Per questo, io e Dylan ci eravamo praticamente saltati addosso una volta superata la porta d’ingresso, lasciando una scia di vestiti lungo il tragitto verso la mia camera.
La parte più ribelle di me avrebbe voluto fermarsi in un vicolo buio e lasciare a Dylan la libertà di fare di me ciò che più desiderava proprio sulla sua moto, la parte razionale, invece, aveva optato per condurlo nel mio letto.
Avevo scoperto però, durante tutta quell’attesa nel tragitto verso casa, che più lo aspettavo più lo desideravo, e a quanto pare valeva anche per lui.
È per via di tutto quel desiderio cresciuto con l’attesa che mi ritrovai completamente privata della ragione, distesa sul mio letto con la testa di Dylan fra le mie gambe a banchettare come se stesse morendo di fame ed io fossi il suo piatto preferito.
Per lo stesso motivo, mi ritrovai ad urlare il suo nome quando finalmente entrò dentro di me, portandomi al culmine del piacere per la seconda volta.
Si muoveva veloce, rude, senza il minimo accenno alla dolcezza, ed io scoprii con piacere che era esattamente ciò che volevo.

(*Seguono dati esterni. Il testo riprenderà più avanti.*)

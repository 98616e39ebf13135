//! Decoded text chunks and the shared chunk store.
//!
//! The store is the single source of truth for everything read so far:
//! an append-only, ordered sequence of decoded chunks plus running line
//! and chunk totals. Append order is file order; concatenating the
//! chunks in order reconstructs the decoded prefix exactly.
//!
//! Writer discipline is enforced by construction: readers hold cloned
//! `ChunkStore` handles, while `writer()` hands out the one `ChunkWriter`
//! per load session and the controller moves it into the ingestion
//! thread. Readers always observe a consistent prefix because a chunk is
//! only visible once fully appended under the write lock.

use memchr::memchr_iter;
use std::ops::Range;
use std::sync::{Arc, RwLock};

/// Immutable decoded fragment plus the number of lines it contributes.
#[derive(Debug, Clone)]
pub struct Chunk {
    text: String,
    line_count: usize,
}

impl Chunk {
    /// Wrap decoded text, counting the lines it contributes.
    ///
    /// A trailing line without a final newline still counts as a line;
    /// the streaming reader only ever produces that shape for the last
    /// chunk of a file.
    pub fn new(text: String) -> Self {
        let line_count = count_lines(&text);
        Self { text, line_count }
    }

    pub fn text(&self) -> &str {
        &self.text
    }

    pub fn line_count(&self) -> usize {
        self.line_count
    }
}

/// Lines contributed by `text`: newline count, plus one for a non-empty
/// trailing remainder.
pub(crate) fn count_lines(text: &str) -> usize {
    let newlines = memchr_iter(b'\n', text.as_bytes()).count();
    if text.is_empty() || text.ends_with('\n') {
        newlines
    } else {
        newlines + 1
    }
}

#[derive(Default)]
struct StoreInner {
    chunks: Vec<Chunk>,
    total_lines: usize,
}

/// Shared read handle over the ordered chunk sequence.
#[derive(Clone, Default)]
pub struct ChunkStore {
    inner: Arc<RwLock<StoreInner>>,
}

impl ChunkStore {
    pub fn new() -> Self {
        Self::default()
    }

    /// Hand out the write side. The controller calls this once per load
    /// session and moves the writer into the ingestion thread; no other
    /// writer may exist for the session.
    pub fn writer(&self) -> ChunkWriter {
        ChunkWriter {
            inner: Arc::clone(&self.inner),
        }
    }

    /// Total lines across all appended chunks.
    pub fn total_lines(&self) -> usize {
        self.inner.read().unwrap().total_lines
    }

    pub fn chunk_count(&self) -> usize {
        self.inner.read().unwrap().chunks.len()
    }

    pub fn is_empty(&self) -> bool {
        self.inner.read().unwrap().chunks.is_empty()
    }

    /// Concatenation of all chunk texts in append order.
    pub fn all_text(&self) -> String {
        let inner = self.inner.read().unwrap();
        let capacity: usize = inner.chunks.iter().map(|c| c.text.len()).sum();
        let mut out = String::with_capacity(capacity);
        for chunk in &inner.chunks {
            out.push_str(&chunk.text);
        }
        out
    }

    /// Concatenation of the chunks in the given index range, clamped to
    /// the chunks that exist.
    pub fn range_text(&self, range: Range<usize>) -> String {
        let inner = self.inner.read().unwrap();
        let end = range.end.min(inner.chunks.len());
        let start = range.start.min(end);
        let mut out = String::new();
        for chunk in &inner.chunks[start..end] {
            out.push_str(&chunk.text);
        }
        out
    }

    /// Reset to empty. Only valid between load sessions; the controller
    /// joins the previous ingestion thread before calling this.
    pub fn clear(&self) {
        let mut inner = self.inner.write().unwrap();
        inner.chunks.clear();
        inner.total_lines = 0;
    }
}

/// Write side of a `ChunkStore`; owned by exactly one ingestion thread
/// per load session.
pub struct ChunkWriter {
    inner: Arc<RwLock<StoreInner>>,
}

impl ChunkWriter {
    pub fn append(&self, chunk: Chunk) {
        let mut inner = self.inner.write().unwrap();
        inner.total_lines += chunk.line_count;
        inner.chunks.push(chunk);
    }
}
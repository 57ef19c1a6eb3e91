use tracing::{debug, warn};
use windows_sys::Win32::System::Power::{
  SetThreadExecutionState, ES_CONTINUOUS, ES_DISPLAY_REQUIRED, ES_SYSTEM_REQUIRED,
  EXECUTION_STATE,
};

use crate::{Backend, Error, Request, Result};

/// Thread execution state flags set through `SetThreadExecutionState`.
///
/// The state belongs to the calling thread and ends with it, so acquire and release must run on
/// the same thread. Windows has no place for the reason here; it is only logged.
#[derive(Default)]
pub struct ExecutionState {
  held: bool,
}

impl Backend for ExecutionState {
  fn name(&self) -> &'static str {
    "SetThreadExecutionState"
  }

  fn acquire(&mut self, request: &Request<'_>) -> Result<()> {
    if self.held {
      return Ok(());
    }

    let flags = execution_flags(request);
    // SAFETY: plain flag call with no pointers
    let previous = unsafe { SetThreadExecutionState(flags) };
    if previous == 0 {
      return Err(Error::Platform(format!(
        "SetThreadExecutionState({flags:#010x}) failed"
      )));
    }
    debug!(reason = request.reason, "execution state set to {flags:#010x}");
    self.held = true;
    Ok(())
  }

  fn release(&mut self) -> Result<()> {
    if !self.held {
      return Ok(());
    }
    self.held = false;

    // SAFETY: plain flag call with no pointers
    let previous = unsafe { SetThreadExecutionState(ES_CONTINUOUS) };
    if previous == 0 {
      warn!("SetThreadExecutionState reset failed");
      return Err(Error::Platform("SetThreadExecutionState reset failed".into()));
    }
    Ok(())
  }
}

fn execution_flags(request: &Request<'_>) -> EXECUTION_STATE {
  let mut flags = ES_CONTINUOUS | ES_SYSTEM_REQUIRED;
  if !request.allow_display_sleep {
    flags |= ES_DISPLAY_REQUIRED;
  }
  flags
}

impl Drop for ExecutionState {
  fn drop(&mut self) {
    let _ = self.release();
  }
}

#[cfg(test)]
mod tests {
  use super::*;

  #[test]
  fn display_required_unless_allowed() {
    let mut request = Request {
      reason: "nosleep test",
      allow_display_sleep: false,
    };
    assert_eq!(
      execution_flags(&request),
      ES_CONTINUOUS | ES_SYSTEM_REQUIRED | ES_DISPLAY_REQUIRED
    );

    request.allow_display_sleep = true;
    assert_eq!(execution_flags(&request), ES_CONTINUOUS | ES_SYSTEM_REQUIRED);
  }

  #[test]
  fn acquire_and_release() {
    let mut backend = ExecutionState::default();
    backend
      .acquire(&Request {
        reason: "nosleep test",
        allow_display_sleep: true,
      })
      .unwrap();
    assert!(backend.held);
    backend.release().unwrap();
    assert!(!backend.held);
    backend.release().unwrap();
  }
}
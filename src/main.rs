#![warn(clippy::all)]

use std::{io::IsTerminal, process::ExitCode};

use clap::Parser;
use nosleep::{session, signal::Shutdown, Result, SleepInhibitor};
use tracing::debug;
use tracing_subscriber::EnvFilter;

mod cli;

// Single threaded: Windows ties the execution state to the thread that set it.
#[tokio::main(flavor = "current_thread")]
async fn main() -> ExitCode {
  let cli = cli::Cli::parse();
  init_tracing(cli.log_level());

  match run(&cli).await {
    Ok(outcome) => {
      debug!(?outcome, "session finished");
      ExitCode::from(outcome.exit_code())
    }
    Err(e) => {
      eprintln!("nosleep: {e}");
      ExitCode::from(e.exit_code())
    }
  }
}

async fn run(cli: &cli::Cli) -> Result<session::Outcome> {
  let config = cli.config()?;
  let mut shutdown = Shutdown::install()?;
  let mut inhibitor = SleepInhibitor::new();
  session::run(&mut inhibitor, &config, cli.command_line(), shutdown.recv()).await
}

fn init_tracing(level: &str) {
  let filter = EnvFilter::try_from_default_env()
    .unwrap_or_else(|_| EnvFilter::new(format!("nosleep={level}")));
  tracing_subscriber::fmt()
    .with_env_filter(filter)
    .with_writer(std::io::stderr)
    .with_ansi(std::io::stderr().is_terminal())
    .with_target(false)
    .init();
}
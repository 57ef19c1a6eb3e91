#![warn(clippy::all)]

//! Keep the system awake for as long as a [`SleepInhibitor`] holds an [`Assertion`].
//!
//! Each supported OS gets its own [`Backend`]; [`PlatformBackend`] names the one picked for the
//! current target.

mod config;
mod inhibitor;
pub mod session;
pub mod signal;

#[cfg(test)]
mod mock;

#[cfg(target_os = "linux")]
mod linux;
#[cfg(target_os = "macos")]
mod macos;
#[cfg(not(any(target_os = "linux", target_os = "macos", windows)))]
mod unsupported;
#[cfg(windows)]
mod windows;

#[cfg(target_os = "linux")]
pub use linux::SystemdInhibit as PlatformBackend;
#[cfg(target_os = "macos")]
pub use macos::PowerAssertions as PlatformBackend;
#[cfg(not(any(target_os = "linux", target_os = "macos", windows)))]
pub use unsupported::Unsupported as PlatformBackend;
#[cfg(windows)]
pub use windows::ExecutionState as PlatformBackend;

pub use config::{parse_timeout, Config, DEFAULT_REASON, MAX_REASON_LEN};
pub use inhibitor::{Assertion, AssertionId, Backend, Request, SleepInhibitor};

pub type Result<T, E = Error> = std::result::Result<T, E>;

#[derive(Debug, thiserror::Error)]
pub enum Error {
  /// The OS refused the request, or the platform has no way to make it.
  #[error("unable to inhibit sleep: {0}")]
  Platform(String),

  #[error("invalid configuration: {0}")]
  InvalidConfig(String),

  /// Releasing a handle that is not (or no longer) the active assertion.
  #[error("assertion already released")]
  AlreadyReleased,

  #[error("failed to run {program}: {source}")]
  Spawn {
    program: String,
    #[source]
    source: std::io::Error,
  },
}

impl Error {
  /// Process exit code for a session that ended with this error.
  pub fn exit_code(&self) -> u8 {
    match self {
      Error::Platform(_) | Error::AlreadyReleased => 1,
      Error::InvalidConfig(_) => 2,
      Error::Spawn { source, .. } if source.kind() == std::io::ErrorKind::NotFound => 127,
      Error::Spawn { .. } => 126,
    }
  }
}

#[cfg(test)]
mod tests {
  use super::*;

  #[test]
  fn exit_codes() {
    assert_eq!(Error::Platform("denied".into()).exit_code(), 1);
    assert_eq!(Error::InvalidConfig("bad".into()).exit_code(), 2);

    let missing = Error::Spawn {
      program: "nope".into(),
      source: std::io::Error::from(std::io::ErrorKind::NotFound),
    };
    assert_eq!(missing.exit_code(), 127);

    let denied = Error::Spawn {
      program: "nope".into(),
      source: std::io::Error::from(std::io::ErrorKind::PermissionDenied),
    };
    assert_eq!(denied.exit_code(), 126);
  }
}
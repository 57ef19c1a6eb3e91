use std::{
  sync::atomic::{AtomicU64, Ordering},
  time::{Duration, Instant, SystemTime},
};

use tracing::{debug, info, trace, warn};

use crate::{Config, Error, PlatformBackend, Result};

/// What a backend is asked to keep awake.
#[derive(Debug, Clone, Copy, PartialEq, Eq)]
pub struct Request<'a> {
  pub reason: &'a str,
  pub allow_display_sleep: bool,
}

/// An OS facility able to hold off idle sleep.
///
/// A backend holds at most one request at a time. `acquire` must either take the whole request
/// or leave nothing behind, and `release` must be harmless when nothing is held.
pub trait Backend {
  fn name(&self) -> &'static str;
  fn acquire(&mut self, request: &Request<'_>) -> Result<()>;
  fn release(&mut self) -> Result<()>;
}

#[derive(Debug, Clone, Copy, PartialEq, Eq, Hash, PartialOrd, Ord)]
pub struct AssertionId(u64);

impl std::fmt::Display for AssertionId {
  fn fmt(&self, f: &mut std::fmt::Formatter<'_>) -> std::fmt::Result {
    write!(f, "#{}", self.0)
  }
}

// Shared across inhibitors so a handle from one never matches another.
static NEXT_ID: AtomicU64 = AtomicU64::new(1);

/// Handle to an active "prevent sleep" request.
#[derive(Debug, Clone, PartialEq, Eq)]
pub struct Assertion {
  id: AssertionId,
  created_at: SystemTime,
  started: Instant,
  reason: String,
  allow_display_sleep: bool,
  timeout: Option<Duration>,
}

impl Assertion {
  fn new(config: &Config) -> Self {
    Self {
      id: AssertionId(NEXT_ID.fetch_add(1, Ordering::Relaxed)),
      created_at: SystemTime::now(),
      started: Instant::now(),
      reason: config.reason.clone(),
      allow_display_sleep: config.allow_display_sleep,
      timeout: config.timeout,
    }
  }

  pub fn id(&self) -> AssertionId {
    self.id
  }

  pub fn created_at(&self) -> SystemTime {
    self.created_at
  }

  pub fn reason(&self) -> &str {
    &self.reason
  }

  pub fn allows_display_sleep(&self) -> bool {
    self.allow_display_sleep
  }

  pub fn timeout(&self) -> Option<Duration> {
    self.timeout
  }

  pub fn held_for(&self) -> Duration {
    self.started.elapsed()
  }
}

/// Owns the process' sleep assertion. Dropping the inhibitor releases whatever it still holds.
pub struct SleepInhibitor<B: Backend = PlatformBackend> {
  backend: B,
  active: Option<Assertion>,
}

impl SleepInhibitor<PlatformBackend> {
  pub fn new() -> Self {
    Self::with_backend(PlatformBackend::default())
  }
}

impl Default for SleepInhibitor<PlatformBackend> {
  fn default() -> Self {
    Self::new()
  }
}

impl<B: Backend> SleepInhibitor<B> {
  pub fn with_backend(backend: B) -> Self {
    Self {
      backend,
      active: None,
    }
  }

  /// Keeps the system awake until the returned assertion is released or the inhibitor dropped.
  ///
  /// While an assertion is active this hands back the same handle without asking the OS again,
  /// even if `config` differs from the one it was created with.
  pub fn acquire(&mut self, config: &Config) -> Result<Assertion> {
    config.validate()?;

    if let Some(active) = &self.active {
      debug!(id = %active.id, "assertion already active, reusing it");
      return Ok(active.clone());
    }

    let request = Request {
      reason: &config.reason,
      allow_display_sleep: config.allow_display_sleep,
    };
    self.backend.acquire(&request)?;

    let assertion = Assertion::new(config);
    info!(
      id = %assertion.id,
      backend = self.backend.name(),
      reason = %assertion.reason,
      allow_display_sleep = assertion.allow_display_sleep,
      timeout = ?assertion.timeout,
      created_at = %humantime::format_rfc3339_seconds(assertion.created_at),
      "preventing sleep"
    );
    self.active = Some(assertion.clone());
    Ok(assertion)
  }

  /// Releases `assertion`, reporting [`Error::AlreadyReleased`] when it is not the active one.
  ///
  /// The inhibitor is idle afterwards even if the backend fails to let go.
  pub fn try_release(&mut self, assertion: &Assertion) -> Result<()> {
    match self.active.take() {
      Some(active) if active.id == assertion.id => {
        let result = self.backend.release();
        info!(
          id = %active.id,
          held_for = %humantime::format_duration(round_to_millis(active.held_for())),
          "allowing sleep"
        );
        result
      }
      other => {
        self.active = other;
        Err(Error::AlreadyReleased)
      }
    }
  }

  /// Releases `assertion`. Safe to call any number of times; failures are only logged.
  pub fn release(&mut self, assertion: &Assertion) {
    match self.try_release(assertion) {
      Ok(()) => {}
      Err(Error::AlreadyReleased) => trace!(id = %assertion.id, "assertion already released"),
      Err(e) => warn!(id = %assertion.id, "failed to release assertion: {e}"),
    }
  }

  pub fn is_active(&self) -> bool {
    self.active.is_some()
  }

  pub fn active(&self) -> Option<&Assertion> {
    self.active.as_ref()
  }

  pub fn backend(&self) -> &B {
    &self.backend
  }
}

impl<B: Backend> Drop for SleepInhibitor<B> {
  fn drop(&mut self) {
    if let Some(assertion) = self.active.clone() {
      self.release(&assertion);
    }
  }
}

fn round_to_millis(d: Duration) -> Duration {
  Duration::from_millis(d.as_millis() as u64)
}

Chiudeva la bocca sui miei seni, alternando denti e lingua in un gioco che mi portò sul punto di impazzire.
<Dio...>
Sussurrò vicino al mio orecchio, passando la lingua sul lobo.
<Non hai idea dell’effetto che mi fai.>
Inarcai i fianchi in risposta al suo sussurro, muovendomi al suo ritmo, guardandolo mentre spostava i suoi occhi su di me, il mio nome un bisbiglio fra le sue labbra.
I nostri gemiti si fusero, diventando uno solo, strappando al silenzio il suo posto in casa mia.
I nostri fianchi si muovevano all’unisono, quasi fosse una danza, le sue mani erano dappertutto su di me e la sua bocca assaggiava ogni centimetro della mia pelle.
Mi lasciai invadere da tutto, presi ogni pezzo, ogni parte, perfino il suo respiro irregolare diventò parte di me, trasformandosi nella mia canzone preferita.
E quando si svuotò dentro di me, con gli occhi incastrati ai miei, mi lasciai andare anch’io, sprofondando per la terza volta in quel mare di piacere e lussuria.
I nostri sguardi non si persero mentre i nostri respiri piano si calmavano ed il cuore ritrovava la giusta frequenza, la sua bocca si incurvò in un sorriso ed io mi sentii più persa di quanto non lo fossi già.
<Che c’è?>
Alzò una mano e la passò dolcemente fra i miei capelli.
<È solo che sei così bella.>
Posai la mia mano sulla sua guancia ed iniziai a disegnare piccoli cerchi con il pollice.
<Anche tu.>
Si spostò da sopra di me ed io lo guardai incantata mentre si alzava in piedi e si dirigeva in bagno, lasciò la porta aperta permettendomi di osservarlo ancora mentre si sfilava via il preservativo e lo gettava nel piccolo cestino accanto al bidet.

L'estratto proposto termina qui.